The id is used to uniquely identify a device in the system. The id will show up
under /dev/ as the device's name. Usually this is something like eth0 or nor0.
void *type_data;
Devices of a particular class normaly need to store more information than struct
device holds. This entry holds a pointer to the type specific struct.
void *priv;
Used by the device driver to store private information.
void *platform_data;
This is used to carry information of board specific data from the board code to the
device driver.
struct param_d *param;
The parameters for this device. See Documentation/parameters.txt for more info.
struct driver_d
char name[MAX_DRIVER_NAME];
unsigned long type;
See above.
int (*probe) (struct device_d *);
int (*remove)(struct device_d *);
These are called if an instance of a device is found or gone.

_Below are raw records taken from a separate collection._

//! Gaussian Naive Bayes

use super::{argmax_labels, check_fit_input, check_n_features, encode_classes, Estimator};
use crate::error::{KolosalError, Result};
use crate::pipeline::{param_f64, Hyperparameters};
use ndarray::{Array1, Array2, ArrayView1};
use serde::{Deserialize, Serialize};
use std::f64::consts::PI;

/// Gaussian Naive Bayes classifier.
///
/// `var_smoothing` is a fraction of the largest feature variance added to
/// every per-class variance, so constant features do not produce zero
/// variances.
#[derive(Debug, Clone, Serialize, Deserialize)]
pub struct GaussianNaiveBayes {
    pub var_smoothing: f64,
    classes: Vec<f64>,
    log_priors: Vec<f64>,
    // [n_classes, n_features]
    means: Array2<f64>,
    variances: Array2<f64>,
}

impl GaussianNaiveBayes {
    pub fn new(var_smoothing: f64) -> Self {
        Self {
            var_smoothing,
            classes: Vec::new(),
            log_priors: Vec::new(),
            means: Array2::zeros((0, 0)),
            variances: Array2::zeros((0, 0)),
        }
    }

    pub fn from_params(params: &Hyperparameters) -> Result<Self> {
        let var_smoothing = param_f64(params, "var_smoothing", 1e-9)?;
        if !(var_smoothing > 0.0) {
            return Err(KolosalError::invalid_param(
                "var_smoothing",
                var_smoothing,
                "must be positive",
            ));
        }
        Ok(Self::new(var_smoothing))
    }

    fn joint_log_likelihood(&self, row: ArrayView1<'_, f64>) -> Vec<f64> {
        (0..self.classes.len())
            .map(|c| {
                let likelihood: f64 = row
                    .iter()
                    .zip(self.means.row(c).iter())
                    .zip(self.variances.row(c).iter())
                    .map(|((&xi, &mean), &var)| {
                        -0.5 * ((xi - mean).powi(2) / var + var.ln() + (2.0 * PI).ln())
                    })
                    .sum();
                self.log_priors[c] + likelihood
            })
            .collect()
    }
}

impl Estimator for GaussianNaiveBayes {
    fn fit(&mut self, x: &Array2<f64>, y: &Array1<f64>) -> Result<()> {
        check_fit_input(x, y)?;
        let (classes, codes) = encode_classes(y)?;
        let (n_classes, n_features) = (classes.len(), x.ncols());

        let mut counts = vec![0usize; n_classes];
        let mut means = Array2::<f64>::zeros((n_classes, n_features));
        let mut m2 = Array2::<f64>::zeros((n_classes, n_features));

        // Welford, one pass per row
        for (row, &c) in x.rows().into_iter().zip(codes.iter()) {
            counts[c] += 1;
            let count = counts[c] as f64;
            for (j, &val) in row.iter().enumerate() {
                let delta = val - means[[c, j]];
                means[[c, j]] += delta / count;
                m2[[c, j]] += delta * (val - means[[c, j]]);
            }
        }

        let max_var = x
            .columns()
            .into_iter()
            .map(|col| {
                let mean = col.sum() / col.len() as f64;
                col.iter().map(|v| (v - mean).powi(2)).sum::<f64>() / col.len() as f64
            })
            .fold(0.0, f64::max);
        let epsilon = if max_var > 0.0 {
            self.var_smoothing * max_var
        } else {
            self.var_smoothing
        };

        let mut variances = Array2::<f64>::zeros((n_classes, n_features));
        for c in 0..n_classes {
            for j in 0..n_features {
                variances[[c, j]] = m2[[c, j]] / counts[c] as f64 + epsilon;
            }
        }

        let n = y.len() as f64;
        self.log_priors = counts.iter().map(|&k| (k as f64 / n).ln()).collect();
        self.classes = classes;
        self.means = means;
        self.variances = variances;
        Ok(())
    }

    fn predict(&self, x: &Array2<f64>) -> Result<Array1<f64>> {
        let proba = self.predict_proba(x)?;
        Ok(argmax_labels(&proba, &self.classes))
    }

    fn predict_proba(&self, x: &Array2<f64>) -> Result<Array2<f64>> {
        if self.classes.is_empty() {
            return Err(KolosalError::ModelNotFitted);
        }
        check_n_features(self.means.ncols(), x)?;

        let mut proba = Array2::<f64>::zeros((x.nrows(), self.classes.len()));
        for (i, row) in x.rows().into_iter().enumerate() {
            let jll = self.joint_log_likelihood(row);
            // log-sum-exp
            let max = jll.iter().copied().fold(f64::NEG_INFINITY, f64::max);
            let total: f64 = jll.iter().map(|v| (v - max).exp()).sum();
            for (c, v) in jll.iter().enumerate() {
                proba[[i, c]] = (v - max).exp() / total;
            }
        }
        Ok(proba)
    }

    fn classes(&self) -> &[f64] {
        &self.classes
    }
}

ssize_t (*read) (struct device_d*, void* buf, size_t count, ulong offset, ulong flags);
ssize_t (*write) (struct device_d*, const void* buf, size_t count, ulong offset, ulong flags);
The standard read/write functions. These are called as a response to the read/write
system calls. No driver needs to implement these.
void *type_data;
This is somewhat redundant with the type data in struct device. Currently the
filesystem implementation uses this field while ethernet drivers use the same
field in struct device. Probably one of them should be removed.